Yes there are community wide implementations of the same but what adobe can do is integrate it within CF, technologies such as Spring, Jog4J, etc...


Ultimately I have to have my systems up and running even in adverse conditions such as when the database takes 400 seconds to respond, and I have to make a living, if .NET provides me with the capabilities to have a system running then .NET it is.


Also about tooling, really take a look at visual studio that shit rocks, and this is me being really pissed that I have to use cfdump for debug.

Thanks
-Hem
Phil

Phil wrote on 02/18/11 3:24 AM

I also feel a lot of Tim's pain towards CF and am glad the company I work for is systematically moving away from it.

@Hem, ColdFusion Builder has nice debugging features as does CFEclipse and I have to say that cfdump is one of the only things I actually like about CF.

I don't think these changes will kill CF--it has a community who will continue to use it--but it does seem apparent that the language isn't gaining any popularity. Lots of cool things are happening in the web world such as Node.js which has a community growing around it that CF could only dream of.

ColdFusion has some benefits, it also has some warts, but I don't think it has enough to be a major part of the future of web application development.
Dale Fraser

Dale Fraser wrote on 02/19/11 12:21 AM

Adam has done a lot of great work for ColdFusion and he will be missed.
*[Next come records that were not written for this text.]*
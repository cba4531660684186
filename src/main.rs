//! Entry point for the **gridlaunch** daemon.
//!
//! Binds the loopback command listener, runs it on a background thread and
//! processes incoming requests on the main thread, one at a time.

use gridlaunch::command::Request;
use gridlaunch::config::{config_dir, Config, Settings};
use gridlaunch::ipc::listener::TcpCommandListener;
use gridlaunch::launcher::SpawnLauncher;
use gridlaunch::session::Session;
use gridlaunch::traits::{CommandSource, WindowPrimitives};
use log::{error, info};
use std::sync::mpsc;

#[cfg(windows)]
fn native_desktop() -> gridlaunch::backend::win32::Win32Desktop {
    gridlaunch::backend::win32::Win32Desktop::new()
}

#[cfg(unix)]
fn native_desktop() -> gridlaunch::backend::hyprland::HyprlandDesktop {
    gridlaunch::backend::hyprland::HyprlandDesktop::new()
}

/// Try to load the config from `<config dir>/config.json`, falling back to
/// compiled-in defaults.
fn load_config() -> Config {
    let path = config_dir().join("config.json");
    match Config::load(&path) {
        Ok(cfg) => {
            info!("loaded config from {}", path.display());
            cfg
        }
        Err(e) => {
            info!("no config file ({}), using defaults", e);
            Config::default()
        }
    }
}

//  Main

fn main() {
    env_logger::init();

    let config = load_config();
    let settings_path = config.settings_path_in(&config_dir());
    let settings = Settings::load_or_default(&settings_path);

    let listener = match TcpCommandListener::bind(config.listen.as_str()) {
        Ok(l) => l,
        Err(e) => {
            error!("failed to bind {}: {}", config.listen, e);
            std::process::exit(1);
        }
    };

    let mut session = Session::new(native_desktop(), SpawnLauncher)
        .with_settings(settings, Some(settings_path));
    session.set_launch_delay(config.launch_delay());

    let (tx, rx) = mpsc::channel::<Request>();
    spawn_listener(listener, tx);

    start_event_loop(session, rx);
}

//  Event loop

fn start_event_loop<W: WindowPrimitives>(
    mut session: Session<W, SpawnLauncher>,
    rx: mpsc::Receiver<Request>,
) {
    info!("gridlaunch running");
    for req in rx {
        let reply = session.handle(req.command);
        if req.reply.send(reply).is_err() {
            error!("client went away before the reply was sent");
        }
    }
    info!("command listener closed, exiting");
}

fn spawn_listener(mut listener: TcpCommandListener, tx: mpsc::Sender<Request>) {
    std::thread::spawn(move || {
        if let Err(e) = listener.run(tx) {
            error!("command listener error: {}", e);
        }
    });
}
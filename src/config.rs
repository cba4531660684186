//! Application configuration and persisted settings.
//!
//! Two files are involved:
//!
//! * [`Config`]: how the daemon itself runs (listen address, where the
//!   settings live, launch pacing).  Loaded once at startup from
//!   `config.json` in the config directory.
//! * [`Settings`]: the user's last-used form values (program, count,
//!   window title, cell size, style flags).  Loaded at startup and written
//!   back whenever the shell saves them.
//!
//! # Example `settings.json`
//!
//! ```json
//! {
//!   "program_path": "C:\\Games\\client.exe",
//!   "execution_count": "4",
//!   "window_title": "client",
//!   "window_width": "480",
//!   "window_height": "344",
//!   "remove_title": true,
//!   "remove_border": false,
//!   "bypass_limit": false
//! }
//! ```
//!
//! Counts and sizes are stored as strings, exactly as the form fields hold
//! them; use the typed accessors to read them.

use crate::command::{CellSize, PlacementOptions};
use crate::error::LayoutError;
use crate::launcher::DEFAULT_LAUNCH_DELAY;
use log::{info, warn};
use serde::{Deserialize, Serialize};
use std::path::{Path, PathBuf};
use std::time::Duration;

/// Persisted user settings.
#[derive(Debug, Clone, PartialEq, Eq, Serialize, Deserialize)]
pub struct Settings {
    pub program_path: String,
    pub execution_count: String,
    pub window_title: String,
    pub window_width: String,
    pub window_height: String,
    pub remove_title: bool,
    pub remove_border: bool,
    pub bypass_limit: bool,
}

impl Default for Settings {
    fn default() -> Self {
        Self {
            program_path: String::new(),
            execution_count: "1".into(),
            window_title: String::new(),
            window_width: "480".into(),
            window_height: "344".into(),
            remove_title: false,
            remove_border: false,
            bypass_limit: false,
        }
    }
}

impl Settings {
    /// Load settings from a JSON file at `path`.
    pub fn load(path: &Path) -> Result<Self, LayoutError> {
        let contents = std::fs::read_to_string(path).map_err(|e| {
            LayoutError::PersistenceFailure(format!("failed to read {}: {}", path.display(), e))
        })?;
        serde_json::from_str(&contents).map_err(|e| {
            LayoutError::PersistenceFailure(format!("failed to parse {}: {}", path.display(), e))
        })
    }

    /// Load settings, falling back to [`Settings::default`] as a whole if
    /// the file is missing or any part of it is unreadable.
    pub fn load_or_default(path: &Path) -> Self {
        match Self::load(path) {
            Ok(settings) => {
                info!("loaded settings from {}", path.display());
                settings
            }
            Err(e) => {
                info!("{}, using default settings", e);
                Self::default()
            }
        }
    }

    /// Write settings to `path` as pretty-printed JSON.
    pub fn save(&self, path: &Path) -> Result<(), LayoutError> {
        let json = serde_json::to_string_pretty(self)
            .map_err(|e| LayoutError::PersistenceFailure(format!("failed to encode: {}", e)))?;
        if let Some(dir) = path.parent().filter(|d| !d.as_os_str().is_empty()) {
            std::fs::create_dir_all(dir).map_err(|e| {
                LayoutError::PersistenceFailure(format!(
                    "failed to create {}: {}",
                    dir.display(),
                    e
                ))
            })?;
        }
        std::fs::write(path, json).map_err(|e| {
            LayoutError::PersistenceFailure(format!("failed to write {}: {}", path.display(), e))
        })
    }

    /// The default window title for a program: its file name without the
    /// extension.
    pub fn title_from_program_path(path: &str) -> Option<String> {
        // Split on both separators so Windows paths work on every host.
        let file = path.trim().rsplit(['/', '\\']).next()?;
        let stem = match file.rfind('.') {
            Some(0) | None => file,
            Some(dot) => &file[..dot],
        };
        (!stem.is_empty()).then(|| stem.to_string())
    }

    /// Fill in an empty `window_title` from `program_path`.
    pub fn with_derived_title(mut self) -> Self {
        if self.window_title.trim().is_empty() {
            if let Some(title) = Self::title_from_program_path(&self.program_path) {
                self.window_title = title;
            }
        }
        self
    }

    /// `execution_count` as a number.
    pub fn execution_count(&self) -> Result<u32, LayoutError> {
        self.execution_count.trim().parse().map_err(|_| {
            LayoutError::InvalidArgument(format!(
                "execution count {:?} is not a number",
                self.execution_count
            ))
        })
    }

    /// `window_width × window_height` as a cell size.
    pub fn cell_size(&self) -> Result<CellSize, LayoutError> {
        let parse = |name: &str, value: &str| -> Result<u32, LayoutError> {
            value.trim().parse().map_err(|_| {
                LayoutError::InvalidArgument(format!("{} {:?} is not a number", name, value))
            })
        };
        Ok(CellSize::new(
            parse("window width", &self.window_width)?,
            parse("window height", &self.window_height)?,
        ))
    }

    /// Placement flags stored in the settings.  Freeze mode is never
    /// persisted.
    pub fn placement_options(&self) -> PlacementOptions {
        PlacementOptions {
            remove_caption: self.remove_title,
            remove_border: self.remove_border,
            bypass_cell_limit: self.bypass_limit,
            freeze_current_position: false,
        }
    }
}

/// Daemon configuration.
///
/// Every field is optional; a minimal `{}` file is valid and all values
/// fall back to their compiled-in defaults.
///
/// # Example
///
/// ```json
/// {
///   "listen": "127.0.0.1:47800",
///   "settings_path": "/home/me/.config/gridlaunch/settings.json",
///   "launch_delay_ms": 300
/// }
/// ```
#[derive(Debug, Clone, Serialize, Deserialize)]
#[serde(default)]
pub struct Config {
    /// Loopback address the command listener binds to.
    pub listen: String,
    /// Where [`Settings`] are persisted.  Relative paths are resolved
    /// against the config directory.
    pub settings_path: PathBuf,
    /// Pause between successive launches (ms).
    pub launch_delay_ms: u64,
}

impl Default for Config {
    fn default() -> Self {
        Self {
            listen: "127.0.0.1:47800".into(),
            settings_path: PathBuf::from("settings.json"),
            launch_delay_ms: DEFAULT_LAUNCH_DELAY.as_millis() as u64,
        }
    }
}

impl Config {
    /// Load configuration from a JSON file at `path`.
    pub fn load(path: &Path) -> Result<Self, ConfigError> {
        let contents = std::fs::read_to_string(path)
            .map_err(|e| ConfigError(format!("failed to read {}: {}", path.display(), e)))?;
        let config: Self = serde_json::from_str(&contents)
            .map_err(|e| ConfigError(format!("failed to parse {}: {}", path.display(), e)))?;
        Ok(config)
    }

    /// Absolute settings path, resolving a relative one against `config_dir`.
    pub fn settings_path_in(&self, config_dir: &Path) -> PathBuf {
        if self.settings_path.is_absolute() {
            self.settings_path.clone()
        } else {
            config_dir.join(&self.settings_path)
        }
    }

    pub fn launch_delay(&self) -> Duration {
        Duration::from_millis(self.launch_delay_ms)
    }
}

/// Error from loading or parsing a configuration file.
#[derive(Debug, thiserror::Error)]
#[error("config error: {0}")]
pub struct ConfigError(String);

/// Resolve the config directory: `$XDG_CONFIG_HOME/gridlaunch`,
/// `%APPDATA%\gridlaunch`, or `~/.config/gridlaunch`.
pub fn config_dir() -> PathBuf {
    if let Ok(base) = std::env::var("XDG_CONFIG_HOME") {
        return PathBuf::from(base).join("gridlaunch");
    }
    if let Ok(appdata) = std::env::var("APPDATA") {
        return PathBuf::from(appdata).join("gridlaunch");
    }
    let home = std::env::var("HOME").unwrap_or_else(|_| {
        warn!("HOME not set, using the temp directory");
        std::env::temp_dir().display().to_string()
    });
    PathBuf::from(home).join(".config").join("gridlaunch")
}

#[cfg(test)]
mod tests {
    use super::*;
    use crate::error::ErrorKind;
    use std::sync::atomic::{AtomicU32, Ordering};

    /// Monotonic counter to generate unique file paths per test.
    static TEST_ID: AtomicU32 = AtomicU32::new(0);

    fn tmp_path(name: &str) -> PathBuf {
        let id = TEST_ID.fetch_add(1, Ordering::SeqCst);
        std::env::temp_dir().join(format!(
            "gridlaunch-test-{}-{}-{}",
            std::process::id(),
            id,
            name
        ))
    }

    fn sample() -> Settings {
        Settings {
            program_path: r"C:\Games\Client\client.exe".into(),
            execution_count: "4".into(),
            window_title: "client".into(),
            window_width: "640".into(),
            window_height: "360".into(),
            remove_title: true,
            remove_border: false,
            bypass_limit: true,
        }
    }

    #[test]
    fn defaults_match_the_form_defaults() {
        let s = Settings::default();
        assert_eq!(s.execution_count, "1");
        assert_eq!(s.window_width, "480");
        assert_eq!(s.window_height, "344");
        assert!(!s.remove_title && !s.remove_border && !s.bypass_limit);
    }

    #[test]
    fn save_then_load() {
        let path = tmp_path("settings.json");
        sample().save(&path).unwrap();
        assert_eq!(Settings::load(&path).unwrap(), sample());
        let _ = std::fs::remove_file(&path);
    }

    #[test]
    fn save_creates_parent_directory() {
        let dir = tmp_path("nested");
        let path = dir.join("settings.json");
        sample().save(&path).unwrap();
        assert!(path.exists());
        let _ = std::fs::remove_dir_all(&dir);
    }

    #[test]
    fn missing_file_is_persistence_failure() {
        let err = Settings::load(&tmp_path("missing.json")).unwrap_err();
        assert_eq!(err.kind(), ErrorKind::PersistenceFailure);
    }

    #[test]
    fn missing_file_falls_back_to_defaults() {
        assert_eq!(
            Settings::load_or_default(&tmp_path("missing.json")),
            Settings::default()
        );
    }

    #[test]
    fn partial_file_falls_back_wholesale() {
        // One valid field is not enough: defaults replace everything.
        let path = tmp_path("partial.json");
        std::fs::write(&path, r#"{ "program_path": "/opt/client" }"#).unwrap();
        assert_eq!(Settings::load_or_default(&path), Settings::default());
        let _ = std::fs::remove_file(&path);
    }

    #[test]
    fn malformed_file_falls_back_to_defaults() {
        let path = tmp_path("broken.json");
        std::fs::write(&path, "not json at all").unwrap();
        assert_eq!(Settings::load_or_default(&path), Settings::default());
        let _ = std::fs::remove_file(&path);
    }

    #[test]
    fn typed_accessors() {
        let s = sample();
        assert_eq!(s.execution_count().unwrap(), 4);
        assert_eq!(s.cell_size().unwrap(), CellSize::new(640, 360));
        let o = s.placement_options();
        assert!(o.remove_caption && !o.remove_border && o.bypass_cell_limit);
        assert!(!o.freeze_current_position);
    }

    #[test]
    fn non_numeric_fields_are_invalid_arguments() {
        let s = Settings {
            window_width: "wide".into(),
            execution_count: "".into(),
            ..Settings::default()
        };
        assert_eq!(s.cell_size().unwrap_err().kind(), ErrorKind::InvalidArgument);
        assert_eq!(
            s.execution_count().unwrap_err().kind(),
            ErrorKind::InvalidArgument
        );
    }

    #[test]
    fn title_from_program_path_strips_dir_and_extension() {
        assert_eq!(
            Settings::title_from_program_path(r"C:\Games\Client\client.exe").as_deref(),
            Some("client")
        );
        assert_eq!(
            Settings::title_from_program_path("/usr/bin/some.tool.bin").as_deref(),
            Some("some.tool")
        );
        assert_eq!(
            Settings::title_from_program_path("/usr/bin/xterm").as_deref(),
            Some("xterm")
        );
        assert_eq!(Settings::title_from_program_path(""), None);
        assert_eq!(Settings::title_from_program_path("/opt/dir/"), None);
    }

    #[test]
    fn derived_title_only_fills_empty_title() {
        let s = Settings {
            program_path: "/opt/game/launcher.sh".into(),
            ..Settings::default()
        }
        .with_derived_title();
        assert_eq!(s.window_title, "launcher");

        let kept = sample().with_derived_title();
        assert_eq!(kept.window_title, "client");
    }

    #[test]
    fn deserialize_empty_config_uses_defaults() {
        let cfg: Config = serde_json::from_str("{}").unwrap();
        let d = Config::default();
        assert_eq!(cfg.listen, d.listen);
        assert_eq!(cfg.settings_path, d.settings_path);
        assert_eq!(cfg.launch_delay(), Duration::from_millis(300));
    }

    #[test]
    fn deserialize_partial_config() {
        let cfg: Config = serde_json::from_str(r#"{ "launch_delay_ms": 50 }"#).unwrap();
        assert_eq!(cfg.launch_delay_ms, 50);
        assert_eq!(cfg.listen, Config::default().listen);
    }

    #[test]
    fn unknown_config_keys_ignored() {
        let json = r#"{ "listen": "127.0.0.1:9000", "future_section": { "key": 42 } }"#;
        let cfg: Config = serde_json::from_str(json).unwrap();
        assert_eq!(cfg.listen, "127.0.0.1:9000");
    }

    #[test]
    fn relative_settings_path_resolves_against_config_dir() {
        let cfg = Config::default();
        let dir = Path::new("/etc/gridlaunch");
        assert_eq!(
            cfg.settings_path_in(dir),
            PathBuf::from("/etc/gridlaunch/settings.json")
        );
    }
}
But I dont see this as a good or positive move, I see it in fact as the opposite. It feels like all the good ColdFusion people are looking for other more secure products to work on within Adobe.

We continue to use ColdFusion, but I can honestly say that in Australia we are very much a very very small minority group.
Lance

Lance wrote on 02/20/11 1:46 PM

Adam and Alison--congrats and thank you so much for your dedication to CF and everything you've done over the years. You both have always been great and done a lot to move things forward. Hopefully, your replacement(s) will be just as great.

Of course, this had to inevitably turn into a "CF bashing" session from someone (happens every time), and that is one thing that just drives me absolutely crazy about the tech community.

For those of you who say "there are plenty of jobs for .Net, etc."...YES, there are. That also means everyone and their brother is also out there competing against you for those jobs. I'd much rather have a niche and be a top-notch CF developer. If you like a technology, USE IT! If you don't, DON'T! And for you naysayers, my company is doing a TON of new development in CF, and it's not going anywhere. We also have a .Net side of the house, so we truly have the best of both worlds!

Now, let's get working on CFUnited 2.0.